Once someone has experienced a bad sunburn, the risk for skin cancer is permanently elevated, MacNeal said. Those people should see a dermatologist, and also look for changes in the color of moles, or for moles that bleed, he said.
“As soon as the sun hits your skin, you’ve started the damage, especially if you have light skin,” he said. “Bring an umbrella to the beach. Be smart.”
But isn’t the sun good for you, and loaded with Vitamin D?
“Get your Vitamin D elsewhere,” he said.
MacNeal said that most baby boomers are not prone to visiting tanning booths, which also pounds the skin with harmful rays. But some who are on their way south for a vacation might, in order to get a “pre-tan,” he said. Spray tanning is a safer alternative, he said.
Larry Grard is a staff writer at Current Publishing.
A CLOSER LOOK
The three most common
types of skin cancer:
Basal Cell Carcinoma
It affects approximately 800,000 Americans each year, and is the most common form. Arising in the basal cells, on the outer skin layer, Basal Cell Carcinoma most frequently occurs on exposed parts of the body, usually as a shiny bump or nodule on the skin.
Squamous Cell Carcinoma
A tumor in the outer layer of the skin that can occur anywhere on the body.
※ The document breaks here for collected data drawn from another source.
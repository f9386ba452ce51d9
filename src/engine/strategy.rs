//! Prediction strategies: an optional remote model in front of the local
//! rule engine.
//!
//! `AssessmentService` tries the remote strategy when one is configured and
//! degrades to `LocalRuleEngine` on any failure. The local engine is
//! infallible, so the service always returns a fully-shaped result.

use super::context::extract_context;
use super::reports::{analyze_report, ReportType};
use super::symptoms::predict_symptoms;
use super::types::{AnalysisResult, PredictionResult, ReportQuery, SymptomQuery};
use crate::upstream::UpstreamError;

/// Tag reported for results produced by the local rule engine.
pub const LOCAL_MODEL_TAG: &str = "enhanced-local";

/// A source of predictions and report analyses.
pub trait Predictor: Send + Sync {
    /// Identifier reported to clients as `aiModel`.
    fn tag(&self) -> &str;

    fn predict(&self, query: &SymptomQuery) -> Result<PredictionResult, UpstreamError>;

    fn analyze(&self, query: &ReportQuery) -> Result<AnalysisResult, UpstreamError>;
}

/// Deterministic keyword engine. Never returns `Err`.
#[derive(Debug, Default, Clone, Copy)]
pub struct LocalRuleEngine;

impl LocalRuleEngine {
    pub fn predict_local(&self, query: &SymptomQuery) -> PredictionResult {
        predict_symptoms(&query.symptoms)
    }

    pub fn analyze_local(&self, query: &ReportQuery) -> AnalysisResult {
        let context = extract_context(&query.notes, &query.file_names);
        tracing::debug!(?context, report_type = %query.report_type, "Detected report context");
        analyze_report(&ReportType::parse(&query.report_type), &context)
    }
}

impl Predictor for LocalRuleEngine {
    fn tag(&self) -> &str {
        LOCAL_MODEL_TAG
    }

    fn predict(&self, query: &SymptomQuery) -> Result<PredictionResult, UpstreamError> {
        Ok(self.predict_local(query))
    }

    fn analyze(&self, query: &ReportQuery) -> Result<AnalysisResult, UpstreamError> {
        Ok(self.analyze_local(query))
    }
}

/// A result plus the tag of the strategy that produced it.
#[derive(Debug, Clone)]
pub struct Assessment<T> {
    pub result: T,
    pub ai_model: String,
}

/// Entry point for both engines.
pub struct AssessmentService {
    remote: Option<Box<dyn Predictor>>,
    local: LocalRuleEngine,
}

impl AssessmentService {
    /// Local rule engine only.
    pub fn local_only() -> Self {
        Self {
            remote: None,
            local: LocalRuleEngine,
        }
    }

    /// Remote strategy first, local rule engine on failure.
    pub fn with_remote(remote: Box<dyn Predictor>) -> Self {
        Self {
            remote: Some(remote),
            local: LocalRuleEngine,
        }
    }

    pub fn remote_enabled(&self) -> bool {
        self.remote.is_some()
    }

    pub fn predict(&self, query: &SymptomQuery) -> Assessment<PredictionResult> {
        if let Some(remote) = &self.remote {
            match remote.predict(query) {
                Ok(result) => {
                    tracing::info!(model = remote.tag(), "Symptom prediction from remote model");
                    return Assessment {
                        result,
                        ai_model: remote.tag().to_string(),
                    };
                }
                Err(e) => {
                    tracing::warn!(error = %e, "Remote prediction failed, using local rule engine");
                }
            }
        }

        Assessment {
            result: self.local.predict_local(query),
            ai_model: LOCAL_MODEL_TAG.to_string(),
        }
    }

    pub fn analyze(&self, query: &ReportQuery) -> Assessment<AnalysisResult> {
        if let Some(remote) = &self.remote {
            match remote.analyze(query) {
                Ok(result) => {
                    tracing::info!(model = remote.tag(), "Report analysis from remote model");
                    return Assessment {
                        result,
                        ai_model: remote.tag().to_string(),
                    };
                }
                Err(e) => {
                    tracing::warn!(error = %e, "Remote analysis failed, using local rule engine");
                }
            }
        }

        Assessment {
            result: self.local.analyze_local(query),
            ai_model: LOCAL_MODEL_TAG.to_string(),
        }
    }
}

#[cfg(test)]
mod tests {
    use std::sync::Arc;

    use super::*;
    use crate::engine::symptoms::generic_fallback;
    use crate::engine::types::Urgency;

    struct FailingPredictor;

    impl Predictor for FailingPredictor {
        fn tag(&self) -> &str {
            "broken-remote"
        }
        fn predict(&self, _: &SymptomQuery) -> Result<PredictionResult, UpstreamError> {
            Err(UpstreamError::Timeout(10))
        }
        fn analyze(&self, _: &ReportQuery) -> Result<AnalysisResult, UpstreamError> {
            Err(UpstreamError::NoJsonObject)
        }
    }

    struct FixedPredictor;

    impl Predictor for FixedPredictor {
        fn tag(&self) -> &str {
            "fixed-remote"
        }
        fn predict(&self, _: &SymptomQuery) -> Result<PredictionResult, UpstreamError> {
            Ok(generic_fallback())
        }
        fn analyze(&self, _: &ReportQuery) -> Result<AnalysisResult, UpstreamError> {
            Ok(crate::engine::reports::generic_analysis("remote"))
        }
    }

    fn xray(notes: &str) -> ReportQuery {
        ReportQuery {
            report_type: "xray".into(),
            notes: notes.into(),
            file_names: vec!["scan.png".into()],
        }
    }

    #[test]
    fn local_only_tags_results() {
        let service = AssessmentService::local_only();
        assert!(!service.remote_enabled());
        let out = service.predict(&SymptomQuery::new(vec!["rash".into()], None));
        assert_eq!(out.ai_model, LOCAL_MODEL_TAG);
        assert_eq!(out.result.diseases[0].name, "Allergic Reaction");
    }

    #[test]
    fn remote_failure_degrades_to_local() {
        let service = AssessmentService::with_remote(Box::new(FailingPredictor));
        let out = service.predict(&SymptomQuery::new(vec!["headache".into()], None));
        assert_eq!(out.ai_model, LOCAL_MODEL_TAG);
        assert_eq!(out.result.diseases[0].name, "Tension Headache");

        let out = service.analyze(&xray("tuberculosis"));
        assert_eq!(out.ai_model, LOCAL_MODEL_TAG);
        assert_eq!(out.result.urgency, Urgency::High);
    }

    #[test]
    fn remote_success_is_used() {
        let service = AssessmentService::with_remote(Box::new(FixedPredictor));
        let out = service.predict(&SymptomQuery::new(vec!["headache".into()], None));
        assert_eq!(out.ai_model, "fixed-remote");
        assert_eq!(out.result, generic_fallback());
    }

    #[test]
    fn local_report_uses_file_names() {
        let engine = LocalRuleEngine;
        let query = ReportQuery {
            report_type: "xray".into(),
            notes: String::new(),
            file_names: vec!["pneumonia.png".into()],
        };
        assert_eq!(engine.analyze_local(&query).report_type, "Chest X-Ray - Pneumonia Assessment");
    }

    #[test]
    fn concurrent_requests_do_not_leak_state() {
        let service = Arc::new(AssessmentService::local_only());
        let handles: Vec<_> = (0..16)
            .map(|i| {
                let service = Arc::clone(&service);
                std::thread::spawn(move || {
                    if i % 2 == 0 {
                        let out = service.predict(&SymptomQuery::new(vec!["rash".into()], None));
                        assert_eq!(out.result.diseases[0].name, "Allergic Reaction");
                        assert_eq!(out.result.diseases.len(), 1);
                    } else {
                        let out = service.predict(&SymptomQuery::new(
                            vec!["nausea".into(), "vomiting".into(), "diarrhea".into()],
                            None,
                        ));
                        assert_eq!(out.result.diseases[0].name, "Gastroenteritis");
                        assert_eq!(out.result.diseases.len(), 2);
                    }
                })
            })
            .collect();

        for h in handles {
            h.join().unwrap();
        }
    }
}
More than 250,000 new cases of squamous cell carcinomas are diagnosed every year in the United States. Middle-aged and elderly people, especially those with fair complexions and frequent sun exposure, are most likely to be affected. It often appears as a bump, or as a red, scaly patch on the rim of the ear, the face, the lips, and the mouth.
Has its beginnings in melanocytes, the skin cells that produce the dark, protective pigment called melanin, which makes the skin tan. Melanoma is the most deadly of all the skin cancers and affects over 44,000 Americans each year.